Abstract
Multiple phosphorus-containing compounds were evaluated as electrolyte additives for their reactivity at the cathode surface using LiNi0.5Mn0.3Co0.2O2 (NMC532) // Li4Ti5O12 (LTO) cells with both cycling and high voltage potentiostatic holds. We surveyed additives including phosphite and phosphate derivatives with either trifluoroethyl, ethyl, or trimethylsilyl groups. Phosphite additives with the same substituents showed lower Coulombic efficiency (CE) and higher oxidation current during the potentiostatic hold.
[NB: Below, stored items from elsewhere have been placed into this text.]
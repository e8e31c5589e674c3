//! General health-advice pages, independent of any prediction.

use axum::extract::Path;
use axum::response::Html;
use axum::Json;
use obesiq_common::{ApiError, ObesiqError};
use obesiq_core::{
    advise, base_nutrition, base_physical_activity, AdviceBundle, UserProfile, WeightCategory,
    LIFESTYLE_BASE,
};

use crate::handlers::dashboard::{page, NAV_HTML};

fn render_items(items: &[&str]) -> String {
    items
        .iter()
        .map(|item| format!("<li>{item}</li>"))
        .collect()
}

fn category_section(category: WeightCategory) -> String {
    format!(
        r#"<div class="card">
        <div class="card-header">{}</div>
        <h3>Nutrition</h3><ul>{}</ul>
        <h3>Physical activity</h3><ul>{}</ul>
    </div>"#,
        category.label(),
        render_items(base_nutrition(category)),
        render_items(base_physical_activity(category)),
    )
}

/// GET /advice — base recommendations for every weight category,
/// rendered straight from the rule tables so the page cannot drift
/// from what assessments append to.
pub async fn advice_page() -> Html<String> {
    let sections: String = [
        WeightCategory::Underweight,
        WeightCategory::NormalWeight,
        WeightCategory::Overweight,
        WeightCategory::Obese,
    ]
    .iter()
    .map(|category| category_section(*category))
    .collect();

    let body = format!(
        r#"
    <div class="page-header">
        <h1 class="page-title">General Health Advice</h1>
        <p class="text-muted">Baseline recommendations per weight category (WHO-aligned)</p>
    </div>
    {sections}
    <div class="card">
        <div class="card-header">Lifestyle (all categories)</div>
        <ul>{}</ul>
    </div>"#,
        render_items(&LIFESTYLE_BASE),
    );
    Html(page("General Advice", NAV_HTML, &body))
}

/// GET /api/advice/{class_index} — advice bundle for a class index over
/// the neutral default profile.
pub async fn api_advice(
    Path(class_index): Path<usize>,
) -> Result<Json<AdviceBundle>, ApiError> {
    if class_index > 6 {
        return Err(ObesiqError::Validation(format!(
            "class index must be in 0..=6 (got {class_index})"
        ))
        .into());
    }
    Ok(Json(advise(class_index, &UserProfile::default())))
}
//! obesiq Web Server
//!
//! Run with: cargo run -p obesiq-web

use tracing::{info, warn, Level};
use tracing_subscriber::FmtSubscriber;

#[tokio::main]
async fn main() -> anyhow::Result<()> {
    let subscriber = FmtSubscriber::builder()
        .with_max_level(Level::INFO)
        .finish();
    tracing::subscriber::set_global_default(subscriber)?;

    info!("Starting obesiq web server...");

    let config = obesiq_config::Config::load()?;
    let addr = format!("{}:{}", config.server.host, config.server.port);

    let state = obesiq_web::state::AppState::new(config);

    // Warm the classifier slot; a failure here is not fatal, the first
    // assessment will retry the load.
    if let Err(err) = state.classifier().await {
        warn!(error = %err, "classifier not available at startup");
    }

    let app = obesiq_web::router::build_router(state);

    info!("Server listening on http://{addr}");
    let listener = tokio::net::TcpListener::bind(&addr).await?;
    axum::serve(listener, app).await?;

    Ok(())
}
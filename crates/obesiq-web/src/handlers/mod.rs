pub mod advice;
pub mod assess;
pub mod dashboard;
pub mod system;
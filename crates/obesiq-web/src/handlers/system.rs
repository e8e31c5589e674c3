//! System status page plus the small JSON endpoints.

use axum::extract::State;
use axum::response::Html;
use axum::Json;
use obesiq_core::ObesityClass;
use serde::Serialize;

use crate::handlers::dashboard::{page, NAV_HTML};
use crate::state::SharedState;

#[derive(Debug, Serialize)]
pub struct HealthResponse {
    pub status: &'static str,
    pub classifier_loaded: bool,
}

/// GET /api/health
pub async fn api_health(State(state): State<SharedState>) -> Json<HealthResponse> {
    Json(HealthResponse {
        status: "ok",
        classifier_loaded: state.classifier_loaded().await,
    })
}

#[derive(Debug, Serialize)]
pub struct ClassLabel {
    pub index: usize,
    pub identifier: &'static str,
    pub label: &'static str,
    pub color: &'static str,
}

/// GET /api/labels — the fixed class-label bijection.
pub async fn api_labels() -> Json<Vec<ClassLabel>> {
    Json(
        ObesityClass::ALL
            .iter()
            .map(|class| ClassLabel {
                index: class.index(),
                identifier: class.identifier(),
                label: class.display(),
                color: class.risk_color(),
            })
            .collect(),
    )
}

/// GET /system — configuration and classifier status.
pub async fn system_page(State(state): State<SharedState>) -> Html<String> {
    let model = &state.config.model;
    let loaded = state.classifier_loaded().await;

    let body = format!(
        r#"
    <div class="page-header">
        <h1 class="page-title">System Status</h1>
    </div>
    <div class="card">
        <div class="card-header">Classifier</div>
        <table class="table">
            <tr><td>Status</td><td>{}</td></tr>
            <tr><td>Manifest</td><td><code>{}</code></td></tr>
            <tr><td>Weights</td><td><code>{}</code></td></tr>
            <tr><td>GPU</td><td>{}</td></tr>
            <tr><td>Mock fallback</td><td>{}</td></tr>
        </table>
    </div>
    <div class="card">
        <div class="card-header">Server</div>
        <table class="table">
            <tr><td>Bind</td><td><code>{}:{}</code></td></tr>
        </table>
    </div>"#,
        if loaded { "loaded" } else { "not loaded" },
        model.manifest_path,
        model.weights_path,
        model.use_gpu,
        model.mock_fallback,
        state.config.server.host,
        state.config.server.port,
    );

    Html(page("System", NAV_HTML, &body))
}
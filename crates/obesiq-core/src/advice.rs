//! Personalized advice: category-keyed base tables plus a declarative,
//! ordered table of independent conditional rules.
//!
//! `advise` is deterministic and pure. Base items come first in
//! declaration order, then conditional items in rule-declaration order.
//! No rule depends on another's outcome, so each is testable in isolation.

use serde::{Deserialize, Serialize};

use crate::category::WeightCategory;
use crate::profile::{Frequency, UserProfile};

/// Advice display category.
#[derive(Debug, Clone, Copy, PartialEq, Eq, Serialize, Deserialize)]
pub enum AdviceCategory {
    Nutrition,
    PhysicalActivity,
    Lifestyle,
}

/// The three ordered advice lists produced per assessment.
#[derive(Debug, Clone, PartialEq, Default, Serialize, Deserialize)]
pub struct AdviceBundle {
    pub nutrition: Vec<String>,
    pub physical_activity: Vec<String>,
    pub lifestyle: Vec<String>,
}

impl AdviceBundle {
    fn list_mut(&mut self, category: AdviceCategory) -> &mut Vec<String> {
        match category {
            AdviceCategory::Nutrition => &mut self.nutrition,
            AdviceCategory::PhysicalActivity => &mut self.physical_activity,
            AdviceCategory::Lifestyle => &mut self.lifestyle,
        }
    }
}

/// Base nutrition advice per weight category.
pub fn base_nutrition(category: WeightCategory) -> &'static [&'static str] {
    match category {
        WeightCategory::Underweight => &[
            "Increase your caloric intake with nutrient-dense foods",
            "Eat more protein (lean meat, legumes, nuts)",
            "Add healthy snacks between meals",
            "Drink calorie- and nutrient-rich smoothies",
        ],
        WeightCategory::NormalWeight => &[
            "Maintain a balanced and varied diet",
            "Eat 5 servings of fruit and vegetables per day",
            "Favor lean proteins and oily fish",
            "Drink enough water (1.5-2 L per day)",
        ],
        WeightCategory::Overweight => &[
            "Reduce portion sizes and favor vegetables",
            "Limit processed and sugary foods",
            "Eat slowly and listen to your satiety",
            "Replace sugary drinks with water",
        ],
        WeightCategory::Obese => &[
            "Consult a nutritionist for a personalized plan",
            "Keep a food diary to identify habits",
            "Fill half of your plate with vegetables",
            "Keep regular meal times",
        ],
    }
}

/// Base physical-activity advice per weight category.
pub fn base_physical_activity(category: WeightCategory) -> &'static [&'static str] {
    match category {
        WeightCategory::Underweight => &[
            "Favor strength training to build muscle mass",
            "Start with 20-30 minutes of moderate exercise",
            "Include strengthening and stretching exercises",
        ],
        WeightCategory::NormalWeight => &[
            "Maintain 150 minutes of moderate activity per week",
            "Add 2 strength-training sessions per week",
            "Build more walking into your daily routine",
        ],
        WeightCategory::Overweight => &[
            "Increase your physical activity progressively",
            "Favor cardio activities (cycling, swimming, walking)",
            "Aim for 45-60 minutes of exercise 5 times per week",
        ],
        WeightCategory::Obese => &[
            "Consult a doctor before starting an exercise program",
            "Start with daily walking (10-15 minutes)",
            "Favor low-impact activities (swimming, aqua aerobics)",
        ],
    }
}

/// Lifestyle advice does not vary by weight category.
pub const LIFESTYLE_BASE: [&str; 4] = [
    "Sleep 7-9 hours per night to regulate hormones",
    "Practice stress management (meditation, yoga)",
    "Limit screen time, especially before bed",
    "Surround yourself with social support for your health goals",
];

struct ConditionalRule {
    category: AdviceCategory,
    message: &'static str,
    applies: fn(&UserProfile) -> bool,
}

/// Evaluated unconditionally and independently, in declaration order.
const CONDITIONAL_RULES: [ConditionalRule; 7] = [
    ConditionalRule {
        category: AdviceCategory::Nutrition,
        message: "Increase vegetable consumption at every meal",
        applies: |p| p.vegetable_freq < 2,
    },
    ConditionalRule {
        category: AdviceCategory::PhysicalActivity,
        message: "Increase your physical activity step by step",
        applies: |p| p.activity_freq < 2,
    },
    ConditionalRule {
        category: AdviceCategory::Lifestyle,
        message: "Drink more water throughout the day",
        applies: |p| p.water_intake < 2,
    },
    ConditionalRule {
        category: AdviceCategory::Nutrition,
        message: "Replace snacking with healthy alternatives (fruit, nuts)",
        applies: |p| p.snacking == Frequency::Always,
    },
    ConditionalRule {
        category: AdviceCategory::Lifestyle,
        message: "Practice relaxation techniques to manage stress",
        applies: |p| p.stress > 2,
    },
    ConditionalRule {
        category: AdviceCategory::Lifestyle,
        message: "Reduce screen time and move more during breaks",
        applies: |p| p.screen_time > 2,
    },
    ConditionalRule {
        category: AdviceCategory::PhysicalActivity,
        message: "Build more walking or cycling into your commute",
        applies: |p| !p.transport.is_active(),
    },
];

/// Build the advice bundle for a predicted class index and profile.
pub fn advise(class_index: usize, profile: &UserProfile) -> AdviceBundle {
    let category = WeightCategory::from_class_index(class_index);

    let mut bundle = AdviceBundle {
        nutrition: base_nutrition(category).iter().map(|s| s.to_string()).collect(),
        physical_activity: base_physical_activity(category)
            .iter()
            .map(|s| s.to_string())
            .collect(),
        lifestyle: LIFESTYLE_BASE.iter().map(|s| s.to_string()).collect(),
    };

    let mut matched = 0usize;
    for rule in &CONDITIONAL_RULES {
        if (rule.applies)(profile) {
            bundle.list_mut(rule.category).push(rule.message.to_string());
            matched += 1;
        }
    }

    tracing::debug!(class_index, category = category.label(), matched, "advice bundle built");

    bundle
}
Regardless of substitution group, all phosphates showed slightly higher CE than the additive-free electrolyte (baseline). However, no additive significantly decreases oxidation reactions over the course of the potentiostatic hold, indicating a non-passivated surface. Post-mortem X-ray photoelectron spectroscopy analysis of the cathodes indicates that the additive with trimethylsilyl groups produces significantly more oxygen and phosphorus on the cathode surface for both phosphites and phosphates. Atomistic simulations indicate that these additives are susceptible to electrochemical and chemical oxidation, however chemical oxidation is much more likely for the phosphite additives. The identity of ligands on the phosphorus-containing additive can dramatically affect both the decomposition current and the cathode surface after the potentiostatic hold.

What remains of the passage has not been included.